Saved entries
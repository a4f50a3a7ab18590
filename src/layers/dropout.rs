use crate::layers::ForwardMode;
use crate::{LayerBackwardContext, LayerForwardContext, Tensor};

use rand::Rng;

/// Implements dropout regularization for neural networks.
/// Randomly deactivates a fraction of activations during training.
#[derive(Debug)]
pub struct Dropout {
    /// Probability of deactivating each activation
    pub rate: f32,
    /// Scaling factor applied to active values to maintain expected sum
    scale: f32,
}

#[derive(Debug)]
pub struct DropoutForwardContext {
    pub mask: Vec<bool>,
}

#[derive(Debug)]
pub struct DropoutBackwardContext {}

impl Dropout {
    pub fn new(rate: f32) -> Self {
        Dropout {
            rate,
            scale: 1.0 / (1.0 - rate),
        }
    }

    pub fn forward(&self, input: Tensor, mode: &mut ForwardMode) -> (Tensor, LayerForwardContext) {
        let n = input.data.len();

        // During evaluation, return input unchanged
        let rng = match mode {
            ForwardMode::Train(rng) if self.rate > 0.0 => rng,
            _ => {
                return (
                    input,
                    LayerForwardContext::Dropout(DropoutForwardContext {
                        mask: vec![true; n],
                    }),
                );
            }
        };

        let mut output = input;
        let mut mask = Vec::with_capacity(n);

        // Generate dropout mask and apply scaling
        for val in output.data.iter_mut() {
            let keep = rng.gen::<f32>() >= self.rate;
            mask.push(keep);
            if keep {
                *val *= self.scale;
            } else {
                *val = 0.0;
            }
        }

        (
            output,
            LayerForwardContext::Dropout(DropoutForwardContext { mask }),
        )
    }

    pub fn backward(
        &self,
        grad_output: Tensor,
        context: &DropoutForwardContext,
    ) -> (Tensor, LayerBackwardContext) {
        let mut output = grad_output;

        for (grad, &keep) in output.data.iter_mut().zip(context.mask.iter()) {
            if keep {
                *grad *= self.scale;
            } else {
                *grad = 0.0;
            }
        }

        (
            output,
            LayerBackwardContext::Dropout(DropoutBackwardContext {}),
        )
    }
}

#[cfg(test)]
mod tests {
    use super::*;
    use crate::test_utils::assert_tensors_eq;
    use rand::rngs::StdRng;
    use rand::SeedableRng;

    #[test]
    fn test_dropout_forward_eval_mode() {
        let input = Tensor::new_with_shape(vec![1.0, 2.0, 3.0, 4.0, 5.0], (1, 5));
        let dropout = Dropout::new(0.5);

        let (output, context) = dropout.forward(input.clone(), &mut ForwardMode::Eval);

        assert_tensors_eq(&output, &input);

        match context {
            LayerForwardContext::Dropout(ctx) => {
                assert!(ctx.mask.iter().all(|&x| x));
            }
            _ => panic!(),
        }
    }

    #[test]
    fn test_dropout_forward_training_mode() {
        let size = 100000;
        let input = Tensor::new_with_shape(vec![2.0; size], (1, size));
        let dropout = Dropout::new(0.3);
        let mut rng = StdRng::seed_from_u64(3);

        let (output, context) = dropout.forward(input.clone(), &mut ForwardMode::Train(&mut rng));

        match context {
            LayerForwardContext::Dropout(ctx) => {
                let kept_count = ctx.mask.iter().filter(|&&x| x).count();
                let keep_rate = kept_count as f32 / size as f32;

                assert!((keep_rate - 0.7).abs() < 0.1);

                for (val, &keep) in output.data.iter().zip(ctx.mask.iter()) {
                    if keep {
                        assert!((val - 2.0 * (1.0 / 0.7)).abs() < 1e-6,);
                    } else {
                        assert!(*val == 0.0);
                    }
                }
            }
            _ => panic!(),
        }
    }

    #[test]
    fn test_dropout_masks_repeat_with_seed() {
        let input = Tensor::new_with_shape(vec![1.0; 64], (4, 16));
        let dropout = Dropout::new(0.5);

        let mut rng_a = StdRng::seed_from_u64(11);
        let mut rng_b = StdRng::seed_from_u64(11);
        let (output_a, _) = dropout.forward(input.clone(), &mut ForwardMode::Train(&mut rng_a));
        let (output_b, _) = dropout.forward(input, &mut ForwardMode::Train(&mut rng_b));

        assert_tensors_eq(&output_a, &output_b);
    }

    #[test]
    fn test_zero_rate_keeps_everything() {
        let input = Tensor::new_with_shape(vec![1.0, -2.0, 3.0], (1, 3));
        let dropout = Dropout::new(0.0);
        let mut rng = StdRng::seed_from_u64(0);

        let (output, _) = dropout.forward(input.clone(), &mut ForwardMode::Train(&mut rng));
        assert_tensors_eq(&output, &input);
    }

    #[test]
    fn test_dropout_backward() {
        let input = Tensor::new_with_shape(vec![1.0, 2.0, 3.0, 4.0], (1, 4));
        let dropout = Dropout::new(0.5);
        let mut rng = StdRng::seed_from_u64(5);

        let (_, context) = dropout.forward(input, &mut ForwardMode::Train(&mut rng));
        let context = match context {
            LayerForwardContext::Dropout(ctx) => ctx,
            _ => panic!(),
        };

        let grad_output = Tensor::new_with_shape(vec![2.0, 2.0, 2.0, 2.0], (1, 4));

        let (grad_input, _) = dropout.backward(grad_output, &context);

        for (grad, &keep) in grad_input.data.iter().zip(context.mask.iter()) {
            if keep {
                assert!((*grad - 2.0 * (1.0 / 0.5)).abs() < 1e-6);
            } else {
                assert!(*grad == 0.0);
            }
        }
    }
}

## PROMPT
Exactly as they are written, print the entries again.

## ANSWER SPACE
repository a4f50a3a7ab18590
filename src/layers/dropout.rs
use crate::layers::ForwardMode;
use crate::{LayerBackwardContext, LayerForwardContext, Tensor};

use rand::Rng;

/// Implements dropout regularization for neural networks.
/// Randomly deactivates a fraction of activations during training.
#[derive(Debug)]
pub struct Dropout {
    /// Probability of deactivating each activation
    pub rate: f32,
    /// Scaling factor applied to active values to maintain expected sum
    scale: f32,
}

#[derive(Debug)]
pub struct DropoutForwardContext {
    pub mask: Vec<bool>,
}

#[derive(Debug)]
pub struct DropoutBackwardContext {}

impl Dropout {
    pub fn new(rate: f32) -> Self {
        Dropout {
            rate,
            scale: 1.0 / (1.0 - rate),
        }
    }

    pub fn forward(&self, input: Tensor, mode: &mut ForwardMode) -> (Tensor, LayerForwardContext) {
        let n = input.data.len();

        // During evaluation, return input unchanged
        let rng = match mode {
            ForwardMode::Train(rng) if self.rate > 0.0 => rng,
            _ => {
                return (
                    input,
                    LayerForwardContext::Dropout(DropoutForwardContext {
                        mask: vec![true; n],
                    }),
                );
            }
        };

        let mut output = input;
        let mut mask = Vec::with_capacity(n);

        // Generate dropout mask and apply scaling
        for val in output.data.iter_mut() {
            let keep = rng.gen::<f32>() >= self.rate;
            mask.push(keep);
            if keep {
                *val *= self.scale;
            } else {
                *val = 0.0;
            }
        }

        (
            output,
            LayerForwardContext::Dropout(DropoutForwardContext { mask }),
        )
    }

    pub fn backward(
        &self,
        grad_output: Tensor,
        context: &DropoutForwardContext,
    ) -> (Tensor, LayerBackwardContext) {
        let mut output = grad_output;

        for (grad, &keep) in output.data.iter_mut().zip(context.mask.iter()) {
            if keep {
                *grad *= self.scale;
            } else {
                *grad = 0.0;
            }
        }

        (
            output,
            LayerBackwardContext::Dropout(DropoutBackwardContext {}),
        )
    }
}

#[cfg(test)]
mod tests {
    use super::*;
    use crate::test_utils::assert_tensors_eq;
    use rand::rngs::StdRng;
    use rand::SeedableRng;

    #[test]
    fn test_dropout_forward_eval_mode() {
        let input = Tensor::new_with_shape(vec![1.0, 2.0, 3.0, 4.0, 5.0], (1, 5));
        let dropout = Dropout::new(0.5);

        let (output, context) = dropout.forward(input.clone(), &mut ForwardMode::Eval);

        assert_tensors_eq(&output, &input);

        match context {
            LayerForwardContext::Dropout(ctx) => {
                assert!(ctx.mask.iter().all(|&x| x));
            }
            _ => panic!(),
        }
    }

    #[test]
    fn test_dropout_forward_training_mode() {
        let size = 100000;
        let input = Tensor::new_with_shape(vec![2.0; size], (1, size));
        let dropout = Dropout::new(0.3);
        let mut rng = StdRng::seed_from_u64(3);

        let (output, context) = dropout.forward(input.clone(), &mut ForwardMode::Train(&mut rng));

        match context {
            LayerForwardContext::Dropout(ctx) => {
                let kept_count = ctx.mask.iter().filter(|&&x| x).count();
                let keep_rate = kept_count as f32 / size as f32;

                assert!((keep_rate - 0.7).abs() < 0.1);

                for (val, &keep) in output.data.iter().zip(ctx.mask.iter()) {
                    if keep {
                        assert!((val - 2.0 * (1.0 / 0.7)).abs() < 1e-6,);
                    } else {
                        assert!(*val == 0.0);
                    }
                }
            }
            _ => panic!(),
        }
    }

    #[test]
    fn test_dropout_masks_repeat_with_seed() {
        let input = Tensor::new_with_shape(vec![1.0; 64], (4, 16));
        let dropout = Dropout::new(0.5);

        let mut rng_a = StdRng::seed_from_u64(11);
        let mut rng_b = StdRng::seed_from_u64(11);
        let (output_a, _) = dropout.forward(input.clone(), &mut ForwardMode::Train(&mut rng_a));
        let (output_b, _) = dropout.forward(input, &mut ForwardMode::Train(&mut rng_b));

        assert_tensors_eq(&output_a, &output_b);
    }

    #[test]
    fn test_zero_rate_keeps_everything() {
        let input = Tensor::new_with_shape(vec![1.0, -2.0, 3.0], (1, 3));
        let dropout = Dropout::new(0.0);
        let mut rng = StdRng::seed_from_u64(0);

        let (output, _) = dropout.forward(input.clone(), &mut ForwardMode::Train(&mut rng));
        assert_tensors_eq(&output, &input);
    }

    #[test]
    fn test_dropout_backward() {
        let input = Tensor::new_with_shape(vec![1.0, 2.0, 3.0, 4.0], (1, 4));
        let dropout = Dropout::new(0.5);
        let mut rng = StdRng::seed_from_u64(5);

        let (_, context) = dropout.forward(input, &mut ForwardMode::Train(&mut rng));
        let context = match context {
            LayerForwardContext::Dropout(ctx) => ctx,
            _ => panic!(),
        };

        let grad_output = Tensor::new_with_shape(vec![2.0, 2.0, 2.0, 2.0], (1, 4));

        let (grad_input, _) = dropout.backward(grad_output, &context);

        for (grad, &keep) in grad_input.data.iter().zip(context.mask.iter()) {
            if keep {
                assert!((*grad - 2.0 * (1.0 / 0.5)).abs() < 1e-6);
            } else {
                assert!(*grad == 0.0);
            }
        }
    }
}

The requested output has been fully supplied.